Miller v. French
Headline: PLRA automatic stay upheld, courts cannot block the pause on prison injunctions; states can temporarily halt some court-ordered prison remedies while termination motions are decided.
Holding: The Court held that the PLRA's automatic stay provision operates as written, barring district courts from enjoining that stay and not violating separation-of-powers principles.
- Allows states to pause enforcement of some prison injunctions during termination review.
- Limits district judges’ power to suspend the PLRA’s automatic pause on remedies.
- Forces faster judicial decisions on whether prison remedies meet PLRA standards.
Summary
Background
The dispute arose from a long-running class action by prisoners at Indiana’s Pendleton Correctional Facility, where a federal court entered an injunction in the 1980s to fix Eighth Amendment problems. After Congress passed the Prison Litigation Reform Act (PLRA) in 1996, the state moved under the PLRA to terminate the court-ordered relief. The PLRA includes an "automatic stay" rule that makes a motion to end prospective relief operate as a stay beginning 30 days after filing (extendable to 90 days).
Reasoning
Prisoners asked a district court to block the PLRA automatic stay as unconstitutional, and the Seventh Circuit agreed. The Supreme Court reversed.
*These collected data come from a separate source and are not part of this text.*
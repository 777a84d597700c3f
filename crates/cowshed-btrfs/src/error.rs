//! Error types for the subvolume driver.

use std::path::PathBuf;

use thiserror::Error;

use cowshed_exec::CommandError;

/// Result type alias for driver operations.
pub type BtrfsResult<T> = Result<T, BtrfsError>;

/// Error variants for subvolume and quota-group operations.
#[derive(Debug, Error)]
pub enum BtrfsError {
    /// The underlying tool invocation failed.
    #[error(transparent)]
    Command(#[from] CommandError),

    /// `subvolume show` output did not contain a parseable subvolume ID.
    #[error("subvolume ID not found for {}", .path.display())]
    SubvolumeIdNotFound {
        /// Subvolume path whose ID could not be determined.
        path: PathBuf,
    },

    /// `qgroup show` output had no row for the subvolume's qgroup.
    #[error("qgroup {qgroup} not found for {}", .path.display())]
    QgroupNotFound {
        /// The `0/<subvolume-id>` qgroup that was expected.
        qgroup: String,
        /// Subvolume path the lookup was for.
        path: PathBuf,
    },

    /// A qgroup row matched but its byte columns were not numeric.
    #[error("malformed qgroup row for {}: {row:?}", .path.display())]
    MalformedQgroupRow {
        /// Subvolume path the lookup was for.
        path: PathBuf,
        /// The offending row.
        row: String,
    },

    /// The compression value does not match `algo[:level]` with
    /// algo ∈ {zstd, lzo, zlib} and 1 ≤ level ≤ 15.
    #[error("invalid compression {value:?} (must be zstd, lzo, zlib or none, optionally algo:1..15)")]
    InvalidCompression {
        /// The rejected value.
        value: String,
    },
}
The majority read §3626(e)(2) as plain and mandatory: once a proper PLRA termination motion is filed, the automatic stay “shall operate” during the statutorily specified interval. The Court explained the stay implements the PLRA’s new standards for when continuing injunctions are allowed and held that requiring the stay does not unlawfully suspend or reopen a final judicial judgment or otherwise violate separation-of-powers rules.
Real world impact
The decision means courts generally may not prevent the PLRA’s automatic pause of certain injunctions while a termination motion is pending. Prison officials and states can obtain an automatic halt of some court-ordered remedies during the review period unless the court later makes the findings required by the PLRA to keep relief in place. The opinion leaves open, however, whether the time limits or other procedural effects might raise separate due-process concerns in particular complex cases.
Dissents or concurrances
Two Justices warned this reading could raise practical problems: they agreed the statute is clear but suggested the time limits might sometimes be too short to protect litigants and could present separation-of-powers or due-process questions on remand.